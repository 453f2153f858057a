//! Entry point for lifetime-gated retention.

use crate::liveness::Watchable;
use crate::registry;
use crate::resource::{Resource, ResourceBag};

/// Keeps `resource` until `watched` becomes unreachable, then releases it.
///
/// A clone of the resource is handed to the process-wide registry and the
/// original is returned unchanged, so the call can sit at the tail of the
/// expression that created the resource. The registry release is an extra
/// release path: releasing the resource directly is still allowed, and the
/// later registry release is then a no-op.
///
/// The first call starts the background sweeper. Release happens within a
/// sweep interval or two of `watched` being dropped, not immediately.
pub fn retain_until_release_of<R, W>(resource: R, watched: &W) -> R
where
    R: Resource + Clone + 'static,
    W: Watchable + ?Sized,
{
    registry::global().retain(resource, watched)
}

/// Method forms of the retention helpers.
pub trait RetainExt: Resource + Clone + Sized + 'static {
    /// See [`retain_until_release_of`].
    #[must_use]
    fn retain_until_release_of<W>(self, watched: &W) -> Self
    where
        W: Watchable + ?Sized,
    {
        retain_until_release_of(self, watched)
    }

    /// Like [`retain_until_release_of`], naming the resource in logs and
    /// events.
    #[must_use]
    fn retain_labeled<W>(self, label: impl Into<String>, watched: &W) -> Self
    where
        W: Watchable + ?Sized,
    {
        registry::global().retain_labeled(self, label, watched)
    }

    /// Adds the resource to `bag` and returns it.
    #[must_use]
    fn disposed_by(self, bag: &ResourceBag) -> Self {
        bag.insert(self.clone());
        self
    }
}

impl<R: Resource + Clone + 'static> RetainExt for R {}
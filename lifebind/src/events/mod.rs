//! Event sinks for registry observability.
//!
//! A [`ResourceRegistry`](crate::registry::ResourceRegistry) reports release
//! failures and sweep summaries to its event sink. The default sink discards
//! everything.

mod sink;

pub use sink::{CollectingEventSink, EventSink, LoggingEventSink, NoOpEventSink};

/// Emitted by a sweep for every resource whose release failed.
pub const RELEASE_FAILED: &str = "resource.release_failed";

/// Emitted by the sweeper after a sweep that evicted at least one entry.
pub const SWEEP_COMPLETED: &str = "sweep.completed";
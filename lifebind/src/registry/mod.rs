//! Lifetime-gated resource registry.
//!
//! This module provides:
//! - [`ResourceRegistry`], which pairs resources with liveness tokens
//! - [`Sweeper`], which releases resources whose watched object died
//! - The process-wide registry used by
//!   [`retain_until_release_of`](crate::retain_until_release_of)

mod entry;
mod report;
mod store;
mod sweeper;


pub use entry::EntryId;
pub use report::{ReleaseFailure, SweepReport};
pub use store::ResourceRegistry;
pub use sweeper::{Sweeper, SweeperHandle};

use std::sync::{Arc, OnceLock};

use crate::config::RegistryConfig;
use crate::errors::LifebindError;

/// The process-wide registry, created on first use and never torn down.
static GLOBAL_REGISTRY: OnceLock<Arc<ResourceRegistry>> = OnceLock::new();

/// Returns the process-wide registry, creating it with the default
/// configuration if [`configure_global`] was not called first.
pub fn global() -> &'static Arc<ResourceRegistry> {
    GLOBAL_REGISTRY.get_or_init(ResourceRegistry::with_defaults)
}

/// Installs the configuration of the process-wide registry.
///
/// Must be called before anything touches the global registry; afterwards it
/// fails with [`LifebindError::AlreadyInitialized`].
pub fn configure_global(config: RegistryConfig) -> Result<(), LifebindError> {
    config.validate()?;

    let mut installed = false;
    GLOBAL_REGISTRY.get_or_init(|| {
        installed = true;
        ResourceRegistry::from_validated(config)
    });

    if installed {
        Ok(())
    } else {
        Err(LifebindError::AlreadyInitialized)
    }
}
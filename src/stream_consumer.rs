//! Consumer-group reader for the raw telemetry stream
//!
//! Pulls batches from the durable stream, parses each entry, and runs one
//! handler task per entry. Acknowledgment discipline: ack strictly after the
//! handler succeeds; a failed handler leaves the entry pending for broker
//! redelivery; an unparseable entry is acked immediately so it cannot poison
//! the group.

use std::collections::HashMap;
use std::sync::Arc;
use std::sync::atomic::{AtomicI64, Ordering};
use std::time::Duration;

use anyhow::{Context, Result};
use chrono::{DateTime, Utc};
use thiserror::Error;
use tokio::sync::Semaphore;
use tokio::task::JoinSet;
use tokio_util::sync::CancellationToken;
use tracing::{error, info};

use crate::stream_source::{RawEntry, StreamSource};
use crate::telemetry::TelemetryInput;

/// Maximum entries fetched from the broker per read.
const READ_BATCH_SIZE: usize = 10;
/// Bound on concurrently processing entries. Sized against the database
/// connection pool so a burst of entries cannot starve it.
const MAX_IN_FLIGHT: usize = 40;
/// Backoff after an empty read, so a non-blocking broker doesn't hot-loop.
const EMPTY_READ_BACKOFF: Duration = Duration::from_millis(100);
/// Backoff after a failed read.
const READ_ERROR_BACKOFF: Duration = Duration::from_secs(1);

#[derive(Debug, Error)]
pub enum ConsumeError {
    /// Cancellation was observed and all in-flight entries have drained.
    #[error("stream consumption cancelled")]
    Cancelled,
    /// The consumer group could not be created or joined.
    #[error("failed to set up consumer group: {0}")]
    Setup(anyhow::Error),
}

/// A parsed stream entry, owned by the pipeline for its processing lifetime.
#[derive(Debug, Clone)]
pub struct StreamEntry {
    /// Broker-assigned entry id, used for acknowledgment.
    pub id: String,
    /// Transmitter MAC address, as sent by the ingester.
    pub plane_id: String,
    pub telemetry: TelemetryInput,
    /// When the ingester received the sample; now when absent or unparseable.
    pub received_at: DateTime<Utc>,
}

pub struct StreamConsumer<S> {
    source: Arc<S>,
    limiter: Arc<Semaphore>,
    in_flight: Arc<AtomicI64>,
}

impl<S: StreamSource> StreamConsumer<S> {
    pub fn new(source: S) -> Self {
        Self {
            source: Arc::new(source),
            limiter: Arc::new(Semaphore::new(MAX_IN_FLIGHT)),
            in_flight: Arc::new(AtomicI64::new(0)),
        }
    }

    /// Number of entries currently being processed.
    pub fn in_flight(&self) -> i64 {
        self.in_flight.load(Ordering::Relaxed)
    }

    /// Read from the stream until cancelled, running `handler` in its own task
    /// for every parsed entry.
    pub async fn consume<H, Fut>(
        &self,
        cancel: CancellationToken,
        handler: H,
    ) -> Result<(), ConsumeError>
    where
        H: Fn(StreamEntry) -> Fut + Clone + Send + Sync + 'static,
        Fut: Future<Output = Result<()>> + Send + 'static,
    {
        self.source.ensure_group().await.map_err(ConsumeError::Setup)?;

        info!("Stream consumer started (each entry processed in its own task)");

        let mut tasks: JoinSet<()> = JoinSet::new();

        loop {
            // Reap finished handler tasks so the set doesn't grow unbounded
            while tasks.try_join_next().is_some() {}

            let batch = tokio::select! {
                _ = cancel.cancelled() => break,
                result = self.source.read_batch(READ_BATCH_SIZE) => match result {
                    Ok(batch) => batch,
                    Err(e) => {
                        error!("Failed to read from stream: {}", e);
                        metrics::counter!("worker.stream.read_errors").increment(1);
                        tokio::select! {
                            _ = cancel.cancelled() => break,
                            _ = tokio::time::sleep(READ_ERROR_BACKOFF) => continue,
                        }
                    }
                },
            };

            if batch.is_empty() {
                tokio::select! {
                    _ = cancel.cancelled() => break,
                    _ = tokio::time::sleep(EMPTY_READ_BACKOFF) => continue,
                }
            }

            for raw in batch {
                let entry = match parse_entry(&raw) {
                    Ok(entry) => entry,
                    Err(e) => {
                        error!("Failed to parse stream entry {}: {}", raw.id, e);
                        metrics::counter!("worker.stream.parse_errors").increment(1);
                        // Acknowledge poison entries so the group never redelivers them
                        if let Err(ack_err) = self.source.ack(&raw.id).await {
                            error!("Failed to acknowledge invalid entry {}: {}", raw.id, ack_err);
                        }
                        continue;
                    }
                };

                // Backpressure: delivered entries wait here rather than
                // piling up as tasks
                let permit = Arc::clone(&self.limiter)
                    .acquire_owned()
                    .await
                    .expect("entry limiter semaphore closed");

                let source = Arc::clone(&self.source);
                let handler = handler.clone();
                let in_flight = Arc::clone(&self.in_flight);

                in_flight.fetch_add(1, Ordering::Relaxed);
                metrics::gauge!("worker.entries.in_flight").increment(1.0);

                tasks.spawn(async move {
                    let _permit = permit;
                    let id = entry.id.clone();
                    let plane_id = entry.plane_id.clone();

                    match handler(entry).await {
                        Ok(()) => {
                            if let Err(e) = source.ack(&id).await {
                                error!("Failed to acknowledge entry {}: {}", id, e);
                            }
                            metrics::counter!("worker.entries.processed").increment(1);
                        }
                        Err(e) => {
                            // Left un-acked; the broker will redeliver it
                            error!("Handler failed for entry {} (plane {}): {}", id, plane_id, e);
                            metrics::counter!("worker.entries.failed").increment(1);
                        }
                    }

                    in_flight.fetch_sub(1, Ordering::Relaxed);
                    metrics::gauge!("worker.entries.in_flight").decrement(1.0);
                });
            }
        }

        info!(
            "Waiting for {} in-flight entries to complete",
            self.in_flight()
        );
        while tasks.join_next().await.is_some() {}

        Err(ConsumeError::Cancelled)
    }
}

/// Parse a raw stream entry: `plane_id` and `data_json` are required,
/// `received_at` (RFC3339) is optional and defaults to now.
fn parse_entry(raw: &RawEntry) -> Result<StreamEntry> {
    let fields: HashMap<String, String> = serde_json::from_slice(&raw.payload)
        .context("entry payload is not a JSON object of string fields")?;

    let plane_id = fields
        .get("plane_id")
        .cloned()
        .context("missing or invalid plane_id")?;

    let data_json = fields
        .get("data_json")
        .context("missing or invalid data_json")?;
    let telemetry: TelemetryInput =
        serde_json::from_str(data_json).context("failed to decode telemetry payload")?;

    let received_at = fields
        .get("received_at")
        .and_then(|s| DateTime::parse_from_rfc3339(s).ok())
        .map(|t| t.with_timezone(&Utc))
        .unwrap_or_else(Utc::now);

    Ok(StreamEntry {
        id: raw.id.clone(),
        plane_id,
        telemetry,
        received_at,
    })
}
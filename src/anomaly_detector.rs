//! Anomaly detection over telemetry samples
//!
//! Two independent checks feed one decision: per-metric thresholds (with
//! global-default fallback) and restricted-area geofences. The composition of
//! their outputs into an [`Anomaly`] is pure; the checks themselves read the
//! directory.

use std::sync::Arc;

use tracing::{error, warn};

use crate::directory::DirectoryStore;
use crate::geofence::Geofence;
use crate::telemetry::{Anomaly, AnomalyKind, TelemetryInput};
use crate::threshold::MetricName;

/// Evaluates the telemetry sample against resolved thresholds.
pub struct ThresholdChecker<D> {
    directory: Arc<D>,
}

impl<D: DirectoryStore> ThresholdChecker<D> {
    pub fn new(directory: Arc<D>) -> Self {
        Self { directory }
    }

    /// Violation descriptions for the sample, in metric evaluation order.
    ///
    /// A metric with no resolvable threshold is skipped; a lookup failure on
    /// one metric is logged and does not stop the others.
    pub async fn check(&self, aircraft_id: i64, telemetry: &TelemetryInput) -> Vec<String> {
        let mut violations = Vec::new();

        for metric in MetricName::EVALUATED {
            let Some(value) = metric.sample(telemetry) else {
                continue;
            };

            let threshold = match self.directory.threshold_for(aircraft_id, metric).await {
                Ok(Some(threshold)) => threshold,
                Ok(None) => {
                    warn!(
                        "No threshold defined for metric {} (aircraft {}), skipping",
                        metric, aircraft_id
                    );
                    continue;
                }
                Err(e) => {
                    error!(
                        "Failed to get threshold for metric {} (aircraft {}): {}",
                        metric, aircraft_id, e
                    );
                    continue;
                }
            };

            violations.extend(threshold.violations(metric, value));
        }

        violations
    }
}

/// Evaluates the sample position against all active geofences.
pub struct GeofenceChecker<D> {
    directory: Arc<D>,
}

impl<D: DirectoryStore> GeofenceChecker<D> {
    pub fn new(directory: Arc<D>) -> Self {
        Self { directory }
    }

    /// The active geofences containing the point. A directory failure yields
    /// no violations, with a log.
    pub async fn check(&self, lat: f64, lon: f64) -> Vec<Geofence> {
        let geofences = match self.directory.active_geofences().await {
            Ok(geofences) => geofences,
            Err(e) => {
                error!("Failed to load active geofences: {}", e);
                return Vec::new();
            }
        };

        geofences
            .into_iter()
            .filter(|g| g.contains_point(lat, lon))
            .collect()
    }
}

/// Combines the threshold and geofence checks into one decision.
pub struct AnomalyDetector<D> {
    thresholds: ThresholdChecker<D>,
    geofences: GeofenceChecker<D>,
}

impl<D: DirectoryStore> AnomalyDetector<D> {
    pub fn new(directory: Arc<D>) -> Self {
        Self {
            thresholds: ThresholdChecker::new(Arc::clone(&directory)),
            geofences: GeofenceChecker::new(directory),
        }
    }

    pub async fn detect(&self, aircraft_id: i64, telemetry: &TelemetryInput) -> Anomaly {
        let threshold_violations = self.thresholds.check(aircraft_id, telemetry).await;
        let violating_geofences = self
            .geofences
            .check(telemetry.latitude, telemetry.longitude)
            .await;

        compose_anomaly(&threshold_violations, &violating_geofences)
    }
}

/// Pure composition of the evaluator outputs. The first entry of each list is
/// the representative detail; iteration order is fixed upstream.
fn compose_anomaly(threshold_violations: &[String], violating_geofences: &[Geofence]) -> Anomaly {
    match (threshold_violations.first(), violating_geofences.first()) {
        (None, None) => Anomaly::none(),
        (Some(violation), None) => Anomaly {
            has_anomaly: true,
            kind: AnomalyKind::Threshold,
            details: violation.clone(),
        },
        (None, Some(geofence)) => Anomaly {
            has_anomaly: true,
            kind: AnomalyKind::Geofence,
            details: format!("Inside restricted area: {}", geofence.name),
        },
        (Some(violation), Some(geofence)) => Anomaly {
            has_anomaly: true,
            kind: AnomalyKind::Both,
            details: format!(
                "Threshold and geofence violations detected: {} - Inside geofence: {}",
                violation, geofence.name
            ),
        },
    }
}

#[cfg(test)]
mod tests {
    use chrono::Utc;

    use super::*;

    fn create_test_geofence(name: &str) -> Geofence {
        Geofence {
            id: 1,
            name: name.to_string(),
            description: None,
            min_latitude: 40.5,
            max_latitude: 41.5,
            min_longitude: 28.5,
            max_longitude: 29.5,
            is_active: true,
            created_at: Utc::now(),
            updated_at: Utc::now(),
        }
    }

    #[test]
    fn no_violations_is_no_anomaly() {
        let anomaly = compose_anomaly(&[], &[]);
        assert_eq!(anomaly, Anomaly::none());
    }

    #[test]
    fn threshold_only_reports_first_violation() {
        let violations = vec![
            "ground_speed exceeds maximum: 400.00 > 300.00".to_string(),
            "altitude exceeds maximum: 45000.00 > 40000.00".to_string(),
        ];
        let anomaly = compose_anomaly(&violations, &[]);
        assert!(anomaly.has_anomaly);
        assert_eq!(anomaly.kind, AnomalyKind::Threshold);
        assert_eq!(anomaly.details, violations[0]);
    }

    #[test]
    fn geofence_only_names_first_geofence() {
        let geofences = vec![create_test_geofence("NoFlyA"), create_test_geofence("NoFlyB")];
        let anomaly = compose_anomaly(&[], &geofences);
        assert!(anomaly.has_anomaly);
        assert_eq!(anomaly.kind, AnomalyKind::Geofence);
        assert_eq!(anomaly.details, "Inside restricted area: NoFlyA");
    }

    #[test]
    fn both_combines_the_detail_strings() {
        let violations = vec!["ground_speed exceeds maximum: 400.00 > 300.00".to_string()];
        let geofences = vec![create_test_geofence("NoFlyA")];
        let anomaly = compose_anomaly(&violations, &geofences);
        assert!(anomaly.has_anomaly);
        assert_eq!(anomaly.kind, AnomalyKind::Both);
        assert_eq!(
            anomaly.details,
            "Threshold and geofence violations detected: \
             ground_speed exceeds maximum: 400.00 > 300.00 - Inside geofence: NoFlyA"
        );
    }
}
════════
Could you restate, word for word, the lines above from the one with "ResourceRegistry::from_validated(config)" to the one with "pub enum ConsumeError", both included?

        ResourceRegistry::from_validated(config)
    });

    if installed {
        Ok(())
    } else {
        Err(LifebindError::AlreadyInitialized)
    }
}
filename src/stream_consumer.rs
//! Consumer-group reader for the raw telemetry stream
//!
//! Pulls batches from the durable stream, parses each entry, and runs one
//! handler task per entry. Acknowledgment discipline: ack strictly after the
//! handler succeeds; a failed handler leaves the entry pending for broker
//! redelivery; an unparseable entry is acked immediately so it cannot poison
//! the group.

use std::collections::HashMap;
use std::sync::Arc;
use std::sync::atomic::{AtomicI64, Ordering};
use std::time::Duration;

use anyhow::{Context, Result};
use chrono::{DateTime, Utc};
use thiserror::Error;
use tokio::sync::Semaphore;
use tokio::task::JoinSet;
use tokio_util::sync::CancellationToken;
use tracing::{error, info};

use crate::stream_source::{RawEntry, StreamSource};
use crate::telemetry::TelemetryInput;

/// Maximum entries fetched from the broker per read.
const READ_BATCH_SIZE: usize = 10;
/// Bound on concurrently processing entries. Sized against the database
/// connection pool so a burst of entries cannot starve it.
const MAX_IN_FLIGHT: usize = 40;
/// Backoff after an empty read, so a non-blocking broker doesn't hot-loop.
const EMPTY_READ_BACKOFF: Duration = Duration::from_millis(100);
/// Backoff after a failed read.
const READ_ERROR_BACKOFF: Duration = Duration::from_secs(1);

#[derive(Debug, Error)]
pub enum ConsumeError {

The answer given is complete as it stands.